1. The writing is sometimes not detailed enough and causes confusion (see questions and weaknesses below).
2. Some crucial design choices are not well justified and/or validated.
   1. Neuron consolidation is proposed to prevent catastrophic forgetting, which often occurs late stage (as shown in Figure 4). However, the dynamic threshold they use to control the strength of consolidation plateaus to its lowest value (strongest consolidation) even before halfway through the training process (Figure 5). This discrepancy raises question on whether this complexity is really necessary, especially since a simple time-dependent scheduling scheme could also fit the justification of ‘not forgetting early state-action distribution’.
   2. The amount of pruned dormant neurons are forced to be less than amount of added connections in order to guarantee that the network is increased in size. This also looks like an unnecessary detail since we can achieve the same by using ReDo and then growing a small number of neurons. I think there should be an explanation on why this design choice is essential.
   3. Although less critical, some components of elastic neuron generation also needs more careful consideration, such as the cosine annealing schedule (especially since RigL [1] was not primarily designed for continual learning).
3. The experimental setup needs more refinement.
   • For the main experiments, although it’s convincing that NE surpasses prior works in Mujoco and DMC tasks, it would be nice to see whether NE is also effective in more challenging environments.
   • The recently proposed NaP [2] is an extremely competitive method for continual learning, and I think it’s a crucial baseline in the main experiment.
   • The cycling Mujoco experiment (Figure 9) is plotted on ‘episodes’ (and is the only one). This is problematic, since different lengths of episodes would result in different number of update steps and thus varying degree of plasticity loss.
   • It would have been nice to see whether NE can synergize with other methods such as CReLU or LayerNorm.

Overall, I think this paper needs more improvements before it can be published. However, I am also ready to change my scores if some of the above concerns are refuted/addressed.

[1] Rigging the Lottery: Making All Tickets Winners., Evci et al., ICML 2020.

[2] Normalization and effective learning rates in reinforcement learning., Lyle et al., arXiv.

• The paper significantly lacks mathematical rigor. Here are some examples that are representative of these inaccuracies, although they don’t constitute an exhaustive list:

  • It should be $\breve{\theta} \subset \theta$ not $\breve{\theta} \in \theta$. Or more precisely, $\breve{\theta}_l \subset \theta_l, \forall l \in \\{1,...,N\\}$, where $N$ is the number of layers in the network.

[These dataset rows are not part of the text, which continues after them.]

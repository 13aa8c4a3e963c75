//! Common test infrastructure
//!
//! Integration tests build a throwaway data directory with [`TestWarehouse`],
//! write song and log files into it and run the public pipeline against a
//! SQLite file inside the same directory.

mod constants;
mod fixtures;

pub use constants::*;
pub use fixtures::{log_line, song_json, LogLine, TestWarehouse};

  • In line 213, $\mathbb{I_{grow}}$ is not defined well. It should be a list, but you assign it with two random quantities added together so it looks like a vector or a scaler instead of a set. Additionally, how is the random function defined? The random function should output a set, which you then need to union with the other set, $\mathbb{I_{grow}}= RandomSet1 \cup RandomSet2$ not $\mathbb{I_{grow}}= RandomSet1 + RandomSet2$. A complete, rigorous mathematical description is expected.

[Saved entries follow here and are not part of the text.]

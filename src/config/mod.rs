mod file_config;

pub use file_config::FileConfig;

use anyhow::{bail, Result};
use std::path::{Path, PathBuf};

/// CLI arguments that can be used for config resolution.
/// This struct mirrors the CLI arguments that can be overridden by TOML config.
#[derive(Debug, Clone)]
pub struct CliConfig {
    pub db_path: PathBuf,
    pub song_data: PathBuf,
    pub log_data: PathBuf,
    pub extension: String,
    pub reset: bool,
}

impl Default for CliConfig {
    fn default() -> Self {
        CliConfig {
            db_path: PathBuf::from("sparkify.db"),
            song_data: PathBuf::from("data/song_data"),
            log_data: PathBuf::from("data/log_data"),
            extension: "json".to_string(),
            reset: false,
        }
    }
}

#[derive(Debug, Clone)]
pub struct AppConfig {
    pub db_path: PathBuf,
    pub song_data: PathBuf,
    pub log_data: PathBuf,
    /// Without the leading dot.
    pub extension: String,
    pub reset: bool,
}

impl AppConfig {
    /// Resolve configuration from CLI arguments and optional TOML file config.
    /// TOML values override CLI values where present.
    pub fn resolve(cli: &CliConfig, file_config: Option<FileConfig>) -> Result<Self> {
        let file = file_config.unwrap_or_default();

        let db_path = file
            .db_path
            .map(PathBuf::from)
            .unwrap_or_else(|| cli.db_path.clone());
        if let Some(parent) = db_path.parent() {
            if !parent.as_os_str().is_empty() && !parent.is_dir() {
                bail!("Database directory does not exist: {:?}", parent);
            }
        }
        if db_path.is_dir() {
            bail!("db_path is a directory: {:?}", db_path);
        }

        let song_data = file
            .song_data
            .map(PathBuf::from)
            .unwrap_or_else(|| cli.song_data.clone());
        validate_data_dir("song_data", &song_data)?;

        let log_data = file
            .log_data
            .map(PathBuf::from)
            .unwrap_or_else(|| cli.log_data.clone());
        validate_data_dir("log_data", &log_data)?;

        let extension = file
            .extension
            .unwrap_or_else(|| cli.extension.clone())
            .trim_start_matches('.')
            .to_string();
        if extension.is_empty() {
            bail!("extension must not be empty");
        }

        let reset = file.reset.unwrap_or(cli.reset);

        Ok(AppConfig {
            db_path,
            song_data,
            log_data,
            extension,
            reset,
        })
    }
}

fn validate_data_dir(name: &str, dir: &Path) -> Result<()> {
    if !dir.exists() {
        bail!("{} directory does not exist: {:?}", name, dir);
    }
    if !dir.is_dir() {
        bail!("{} is not a directory: {:?}", name, dir);
    }
    Ok(())
}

  • It should be $ArgTopK$ not $TopK$ in equation 2 and line 256

  • what does this mean to write $\mathbb{I_{prune}}= f(\theta_i) \leq 0$? The left side should be a list, and the right-hand side should be an inequality. It should be something like $\mathbb{I_{prune}} = \\{`index`(\theta_i) | f(\theta_i) \leq 0 \\}$.

  • what does it mean to have a dormant ratio of negative in line 301? The ratio possible values are in $[0,1]$.

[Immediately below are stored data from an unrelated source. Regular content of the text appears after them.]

#[cfg(test)]
mod tests {
    use super::*;
    use chrono::TimeZone;

    fn nirvana() -> Artist {
        Artist {
            artist_id: "A1".to_string(),
            name: "Nirvana".to_string(),
            location: Some("Aberdeen, WA".to_string()),
            latitude: None,
            longitude: None,
        }
    }

    fn song(song_id: &str, title: &str, duration: f64) -> Song {
        Song {
            song_id: song_id.to_string(),
            title: title.to_string(),
            artist_id: "A1".to_string(),
            year: 1994,
            duration,
        }
    }

    fn user(level: Level) -> User {
        User {
            user_id: "7".to_string(),
            first_name: Some("Adelyn".to_string()),
            last_name: Some("Jordan".to_string()),
            gender: Gender::Female,
            level,
        }
    }

    fn play(song_match: Option<SongMatch>) -> SongPlay {
        let (song_id, artist_id) = match song_match {
            Some(m) => (Some(m.song_id), Some(m.artist_id)),
            None => (None, None),
        };
        SongPlay {
            start_time: Utc.timestamp_millis_opt(1541121934796).unwrap(),
            user_id: "7".to_string(),
            level: Level::Free,
            song_id,
            artist_id,
            session_id: 52,
            location: Some("Chicago".to_string()),
            user_agent: None,
        }
    }

    #[test]
    fn test_new_store_is_empty() {
        let store = SqliteWarehouseStore::open_in_memory().unwrap();
        assert_eq!(store.counts().unwrap(), TableCounts::default());
    }

    #[test]
    fn test_dimension_conflicts_are_ignored() {
        let store = SqliteWarehouseStore::open_in_memory().unwrap();
        store.insert_artist(&nirvana()).unwrap();
        store.insert_artist(&nirvana()).unwrap();
        store.insert_song(&song("S1", "X", 200.0)).unwrap();
        store.insert_song(&song("S1", "Renamed", 10.0)).unwrap();

        let counts = store.counts().unwrap();
        assert_eq!(counts.artists, 1);
        assert_eq!(counts.songs, 1);
        assert_eq!(
            store.find_song_match("X", "Nirvana", 200.0).unwrap(),
            Some(SongMatch {
                song_id: "S1".to_string(),
                artist_id: "A1".to_string()
            })
        );
    }

    #[test]
    fn test_user_level_latest_write_wins() {
        let store = SqliteWarehouseStore::open_in_memory().unwrap();
        store.upsert_user(&user(Level::Free)).unwrap();
        store.upsert_user(&user(Level::Paid)).unwrap();

        let stored = store.get_user("7").unwrap().unwrap();
        assert_eq!(stored.level, Level::Paid);
        assert_eq!(stored.first_name.as_deref(), Some("Adelyn"));
        assert_eq!(store.counts().unwrap().users, 1);
    }

    #[test]
    fn test_find_song_match_requires_exact_duration() {
        let store = SqliteWarehouseStore::open_in_memory().unwrap();
        store.insert_artist(&nirvana()).unwrap();
        store.insert_song(&song("S1", "X", 200.0)).unwrap();

        assert!(store.find_song_match("X", "Nirvana", 200.001).unwrap().is_none());
        assert!(store.find_song_match("X", "Nevermind", 200.0).unwrap().is_none());
        assert!(store.find_song_match("Y", "Nirvana", 200.0).unwrap().is_none());
    }

    #[test]
    fn test_find_song_match_prefers_first_inserted() {
        let store = SqliteWarehouseStore::open_in_memory().unwrap();
        store.insert_artist(&nirvana()).unwrap();
        store.insert_song(&song("S9", "X", 200.0)).unwrap();
        store.insert_song(&song("S1", "X", 200.0)).unwrap();

        let found = store.find_song_match("X", "Nirvana", 200.0).unwrap().unwrap();
        assert_eq!(found.song_id, "S9");
    }

    #[test]
    fn test_time_bucket_conflict_is_ignored() {
        let store = SqliteWarehouseStore::open_in_memory().unwrap();
        let bucket = crate::extract::derive_time_bucket(
            Utc.timestamp_millis_opt(1541121934796).unwrap(),
        );
        store.insert_time_bucket(&bucket).unwrap();
        store.insert_time_bucket(&bucket).unwrap();
        assert_eq!(store.counts().unwrap().time, 1);
    }

    #[test]
    fn test_song_play_round_trip_with_null_keys() {
        let store = SqliteWarehouseStore::open_in_memory().unwrap();
        let first = store.insert_song_play(&play(None)).unwrap();
        let second = store.insert_song_play(&play(None)).unwrap();
        assert_eq!(second, first + 1);

        let plays = store.get_song_plays().unwrap();
        assert_eq!(plays.len(), 2);
        assert_eq!(plays[0].1, play(None));
    }

    #[test]
    fn test_rollback_discards_file_inserts() {
        let store = SqliteWarehouseStore::open_in_memory().unwrap();
        store.begin_file().unwrap();
        store.insert_artist(&nirvana()).unwrap();
        store.rollback_file().unwrap();
        assert_eq!(store.counts().unwrap().artists, 0);

        store.begin_file().unwrap();
        store.insert_artist(&nirvana()).unwrap();
        store.commit_file().unwrap();
        assert_eq!(store.counts().unwrap().artists, 1);

        // Nothing open, nothing to roll back
        store.rollback_file().unwrap();
    }

    #[test]
    fn test_failed_insert_keeps_transaction_usable() {
        let store = SqliteWarehouseStore::open_in_memory().unwrap();
        store.begin_file().unwrap();
        let err = store.insert_song(&song("S1", "X", 200.0)).unwrap_err();
        assert!(matches!(err, StoreError::Write { table: "songs", .. }));

        store.insert_artist(&nirvana()).unwrap();
        store.commit_file().unwrap();
        assert_eq!(store.counts().unwrap().artists, 1);
        assert_eq!(store.counts().unwrap().songs, 0);
    }

    #[test]
    fn test_reopen_validates_existing_schema() {
        let dir = tempfile::TempDir::new().unwrap();
        let db_path = dir.path().join("warehouse.db");
        {
            let store = SqliteWarehouseStore::new(&db_path).unwrap();
            store.insert_artist(&nirvana()).unwrap();
        }
        let store = SqliteWarehouseStore::new(&db_path).unwrap();
        assert_eq!(store.counts().unwrap().artists, 1);
    }

    #[test]
    fn test_reopen_rejects_foreign_database() {
        let dir = tempfile::TempDir::new().unwrap();
        let db_path = dir.path().join("other.db");
        {
            let conn = Connection::open(&db_path).unwrap();
            conn.execute("CREATE TABLE unrelated (id INTEGER)", []).unwrap();
        }
        let err = SqliteWarehouseStore::new(&db_path).err().unwrap().to_string();
        assert!(err.contains("unknown"));
    }

    #[test]
    fn test_open_with_reset_recovers_foreign_database() {
        let dir = tempfile::TempDir::new().unwrap();
        let db_path = dir.path().join("other.db");
        {
            let conn = Connection::open(&db_path).unwrap();
            conn.execute("CREATE TABLE artists (id INTEGER)", []).unwrap();
        }
        let store = SqliteWarehouseStore::open(&db_path, true).unwrap();
        store.insert_artist(&nirvana()).unwrap();
        drop(store);

        let store = SqliteWarehouseStore::new(&db_path).unwrap();
        assert_eq!(store.counts().unwrap().artists, 1);
    }

    #[test]
    fn test_reset_empties_tables() {
        let store = SqliteWarehouseStore::open_in_memory().unwrap();
        store.insert_artist(&nirvana()).unwrap();
        store.insert_song(&song("S1", "X", 200.0)).unwrap();
        store.reset().unwrap();
        assert_eq!(store.counts().unwrap(), TableCounts::default());
    }
}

• The paper presentation and writing are not clear.

  • The authors claim NE maintains a high level of elastic neurons (see line 60), but no definition of what elastic neuron is given. Is elasticity here something different from plasticity? How do we measure either of them?
  • The term plasticity is loosely used to represent activated neuron ratio (e.g., Figure 6f). A clear definition of what plasticity means should be presented. If plasticity is the activated neuron ratio, then the paper's approach does not actually address the loss of plasticity as claimed since in all figures where the activated neuron ratio is presented, we see a decrease in their percentage with the paper's approach, similar to other methods.
  • The algorithm is not complete. For example, the cosine annealing scheduler is missing, and the experience review part is not clearly shown. Additionally, Algorithm 1 works on the weight level, but the description from the text talks about neuron-level regeneration and pruning. The algorithm needs to reflect that.
  • Since the authors depend on the sparse network training framework as part of their approach. They should fully explain what the sparse network training framework is in writing and in the algorithm.
  • The process of experience review is not clear. The fluctuation rate of dormant neurons $\nabla f$ is a function of each unit, but the authors talk about some aggregate quantity. Is that new quantity a summation of all units in the network, $\nabla f = \sum_i f_i$? Why isn’t this part of the algorithm?
  • Since the authors chose to rely on the activated neuron ratio (1-dormant neuron ratio), equation 1 needs to reflect that, currently, the definition is mentioned in-text, whereas it should be highlighted in equation 1 instead of dormant neuron ratio, which the authors do not really use.

• Some claims in the paper are not supported by evidence.

  • The paper overclaims what their approach can address. The authors mention that their approach mitigates loss of plasticity primacy bias, reduces catastrophic forgetting, and strikes a stability-plasticity balance. Most of these claims are not supported by evidence. Using those terms loosely without being precise about what is being studied in an experiment makes the paper hard to navigate.
  • For example: “topology growth can effectively alleviate neuron deactivation and thus maintain the ability of policy learning to mitigate the loss of plasticity and alleviate the primacy bias.”--- It's unclear how the experiment shows loss of plasticity or primacy bias mitigation. The authors should instead only claim that their approach reduces the dormant neuron ratio and not claim anything about loss of plasticity or primacy bias.
  • The current ablation is not sufficient. Ideally, the authors should remove each component of the system: 1) neuron regeneration, 2) experience review, and 3) dormant neuron pruning. The authors did 1 and 2 but not 3. We need to know what happens if we remove dormant neuron pruning.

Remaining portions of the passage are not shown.